Complementing this internal structure, Berenberg appears doubling down across its continental Europe markets while also maintaining a strong UK presence. Despite challenges—such as low volumes in UK IPOs, regulatory cost pressures, and consolidations among brokers—Berenberg has shown 20-30% growth in investment banking revenue (e.g. ca. €300m in 2024) and is continuing to invest in London strongly. In this context, appointing Schiedat gives leadership continuity and a well-known internal figure to push into Europe’s weaker capital markets, where opportunity may exist in M&A, ECM, DCM, and strategic advisory.

Strategic implications include: (a) greater opportunity for cross-border dealmaking and consolidation of client coverage; (b) enhanced ability to compete with both boutique advisory firms and large bulge bracket banks in continental Europe; (c) potential cost investments in syndicate, advisory, and ECM infrastructure in continental hubs; (d) monitoring of performance metrics to ensure that the investment banking unit’s revenue streams justify the overhead of the restructuring; and (e) how Berenberg manages tensions between UK and continental business lines, especially as UK capital markets remain under pressure.

Open questions include: How will Schiedat’s performance be measured—by revenue, deal count, profitability, or some composite?
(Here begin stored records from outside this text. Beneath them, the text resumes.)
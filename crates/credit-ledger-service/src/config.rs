//! Service configuration.

use std::path::Path;
use std::str::FromStr;
use std::time::Duration;

use serde::Deserialize;

use credit_ledger_core::{GrantPolicy, InvalidConfig, LedgerConfig};
use credit_ledger_store::RetryPolicy;

/// Which store backend to open.
#[derive(Debug, Clone, Copy, PartialEq, Eq)]
pub enum StorageBackend {
    /// Process-local, lost on restart.
    Memory,
    /// `RocksDB` under `data_dir`.
    Rocksdb,
}

impl FromStr for StorageBackend {
    type Err = String;

    fn from_str(s: &str) -> Result<Self, Self::Err> {
        match s.trim().to_ascii_lowercase().as_str() {
            "memory" => Ok(Self::Memory),
            "rocksdb" => Ok(Self::Rocksdb),
            other => Err(format!("unknown storage backend: {other}")),
        }
    }
}

impl Default for StorageBackend {
    fn default() -> Self {
        if cfg!(feature = "rocksdb-backend") {
            Self::Rocksdb
        } else {
            Self::Memory
        }
    }
}

/// Service configuration loaded from environment variables.
#[derive(Debug, Clone)]
pub struct ServiceConfig {
    /// Address to listen on (default: "0.0.0.0:8080").
    pub listen_addr: String,

    /// Store backend (default: rocksdb when compiled in, memory otherwise).
    pub storage_backend: StorageBackend,

    /// Path to `RocksDB` data directory (default: "/data/credit-ledger").
    pub data_dir: String,

    /// Expected ID token issuer.
    pub auth_issuer: String,

    /// Expected ID token audience.
    pub auth_audience: String,

    /// Where the token signing keys are published.
    pub auth_jwks_url: String,

    /// Operator key for admin endpoints.
    pub admin_api_key: Option<String>,

    /// HMAC secret of the payment provider's callbacks.
    pub payment_webhook_secret: Option<String>,

    /// CORS allowed origins.
    pub cors_origins: Vec<String>,

    /// Maximum request body size in bytes.
    pub max_body_bytes: usize,

    /// Request timeout in seconds.
    pub request_timeout_seconds: u64,

    /// Ledger parameters.
    pub ledger: LedgerConfig,

    /// Transaction retry bounds.
    pub retry: RetryPolicy,
}

/// Payment secrets file structure.
#[derive(Debug, Deserialize)]
struct PaymentSecrets {
    webhook_secret: String,
}

/// Read and parse an environment variable, falling back to `default` when it
/// is unset or malformed.
fn env_or<T: FromStr>(name: &str, default: T) -> T {
    std::env::var(name)
        .ok()
        .and_then(|s| s.trim().parse().ok())
        .unwrap_or(default)
}

impl ServiceConfig {
    /// Load configuration from environment variables and secrets files.
    ///
    /// # Errors
    ///
    /// Returns an error if a ledger parameter is out of range.
    pub fn from_env() -> Result<Self, InvalidConfig> {
        let config = Self::from_env_unchecked();
        config.validate()?;
        Ok(config)
    }

    /// Check the loaded values before the service starts.
    ///
    /// # Errors
    ///
    /// Returns the first ledger parameter that is out of range.
    pub fn validate(&self) -> Result<(), InvalidConfig> {
        self.ledger.validate()
    }

    fn from_env_unchecked() -> Self {
        let defaults = Self::default();
        let auth_issuer = std::env::var("AUTH_ISSUER").unwrap_or(defaults.auth_issuer);
        let auth_jwks_url = std::env::var("AUTH_JWKS_URL").unwrap_or(defaults.auth_jwks_url);

        Self {
            listen_addr: std::env::var("LISTEN_ADDR").unwrap_or(defaults.listen_addr),
            storage_backend: env_or("STORAGE_BACKEND", defaults.storage_backend),
            data_dir: std::env::var("DATA_DIR").unwrap_or(defaults.data_dir),
            auth_issuer,
            auth_audience: std::env::var("AUTH_AUDIENCE").unwrap_or(defaults.auth_audience),
            auth_jwks_url,
            admin_api_key: std::env::var("ADMIN_API_KEY").ok(),
            payment_webhook_secret: load_payment_secret(),
            cors_origins: std::env::var("CORS_ORIGINS")
                .unwrap_or_else(|_| "*".into())
                .split(',')
                .map(|s| s.trim().to_string())
                .collect(),
            max_body_bytes: env_or("MAX_BODY_BYTES", defaults.max_body_bytes),
            request_timeout_seconds: env_or(
                "REQUEST_TIMEOUT_SECONDS",
                defaults.request_timeout_seconds,
            ),
            ledger: LedgerConfig {
                free_credits: env_or("FREE_CREDITS", defaults.ledger.free_credits),
                spend_cost: env_or("SPEND_COST", defaults.ledger.spend_cost),
                grant: GrantPolicy {
                    amount: env_or("MONTHLY_GRANT_AMOUNT", defaults.ledger.grant.amount),
                    cooldown_days: env_or(
                        "GRANT_COOLDOWN_DAYS",
                        defaults.ledger.grant.cooldown_days,
                    ),
                },
            },
            retry: RetryPolicy {
                max_attempts: env_or("TXN_MAX_ATTEMPTS", defaults.retry.max_attempts),
                base_backoff: Duration::from_millis(env_or("TXN_BASE_BACKOFF_MS", 5)),
                ..defaults.retry
            },
        }
    }
}

/// Load the payment webhook secret from file or environment.
fn load_payment_secret() -> Option<String> {
    let secret_paths = [
        ".secrets/payments.json",
        "credit-ledger/.secrets/payments.json",
        "../.secrets/payments.json",
    ];

    for path in &secret_paths {
        if let Ok(secrets) = load_secrets_file::<PaymentSecrets>(path) {
            tracing::info!(path = %path, "Loaded payment secrets from file");
            return Some(secrets.webhook_secret);
        }
    }

    tracing::debug!("Payment secrets file not found, using environment variables");
    std::env::var("PAYMENT_WEBHOOK_SECRET").ok()
}

/// Load secrets from a JSON file.
fn load_secrets_file<T: serde::de::DeserializeOwned>(path: &str) -> Result<T, std::io::Error> {
    let path = Path::new(path);
    if !path.exists() {
        return Err(std::io::Error::new(
            std::io::ErrorKind::NotFound,
            "Secrets file not found",
        ));
    }
    let contents = std::fs::read_to_string(path)?;
    serde_json::from_str(&contents)
        .map_err(|e| std::io::Error::new(std::io::ErrorKind::InvalidData, e))
}

impl Default for ServiceConfig {
    fn default() -> Self {
        Self {
            listen_addr: "0.0.0.0:8080".into(),
            storage_backend: StorageBackend::default(),
            data_dir: "/data/credit-ledger".into(),
            auth_issuer: "https://securetoken.google.com/credit-ledger".into(),
            auth_audience: "credit-ledger".into(),
            auth_jwks_url:
                "https://www.googleapis.com/service_accounts/v1/jwk/securetoken@system.gserviceaccount.com"
                    .into(),
            admin_api_key: None,
            payment_webhook_secret: None,
            cors_origins: vec!["*".into()],
            max_body_bytes: 1024 * 1024,
            request_timeout_seconds: 30,
            ledger: LedgerConfig::default(),
            retry: RetryPolicy::default(),
        }
    }
}

#[cfg(test)]
mod tests {
    use super::*;

    #[test]
    fn storage_backend_parses_case_insensitively() {
        assert_eq!("memory".parse(), Ok(StorageBackend::Memory));
        assert_eq!(" RocksDB ".parse(), Ok(StorageBackend::Rocksdb));
        assert!("postgres".parse::<StorageBackend>().is_err());
    }

    #[test]
    fn defaults_match_product_constants() {
        let config = ServiceConfig::default();
        assert_eq!(config.ledger.free_credits, 5);
        assert_eq!(config.ledger.grant.amount, 5);
        assert_eq!(config.ledger.grant.cooldown_days, 30);
        assert_eq!(config.ledger.spend_cost, 1);
        assert_eq!(config.retry.max_attempts, 8);
        assert_eq!(config.max_body_bytes, 1024 * 1024);
        assert!(config.validate().is_ok());
    }

    #[test]
    fn out_of_range_ledger_parameters_fail_validation() {
        let mut config = ServiceConfig::default();
        config.ledger.grant.cooldown_days = i64::MAX / 1000;
        let err = config.validate().unwrap_err();
        assert_eq!(err.field, "grant_cooldown_days");

        let mut config = ServiceConfig::default();
        config.ledger.spend_cost = 0;
        assert_eq!(config.validate().unwrap_err().field, "spend_cost");
    }
}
What investment will be made to support his mandate, such as hiring across regions or increasing partnership with capital markets desks? How does currency risk, regulatory divergence, and differing tax/market structures across Europe impact this continental consolidation? What is the revenue split expected between UK vs continental Europe going forward? And how will this position Berenberg relative to competitors expanding in Europe (e.g. global banks pulling back, boutiques expanding)?”

Supporting Notes
  • Bastian Schiedat, 15-year veteran at Berenberg and current co-head of the syndicate function, has been promoted to head investment banking for continental Europe.
  • Stefan Ries (DACH), Arnd Grimm (Strategic Advisory), and Ruben Moses (France & Benelux) will report into Schiedat. UK investment banking remains under Matt Armitt and Ben Wright.
  • The restructure in December realigned Berenberg into two core units: Investment Banking; and Corporate, Wealth & Asset Management.
  • Laura Janssens remains head of Investment Banking and now sits on Berenberg’s management board.
  • Frederik Gottlob will lead the new Corporate, Wealth & Asset Management unit and also join the management board.
  • Each business unit involves about 400 employees; Berenberg has ~1,580 staff overall.
  • In 2024, investment banking revenue was approximately €300 million, driven by strong performance in UK investment banking.
  • The bank’s profit rose by ~47% in 2024.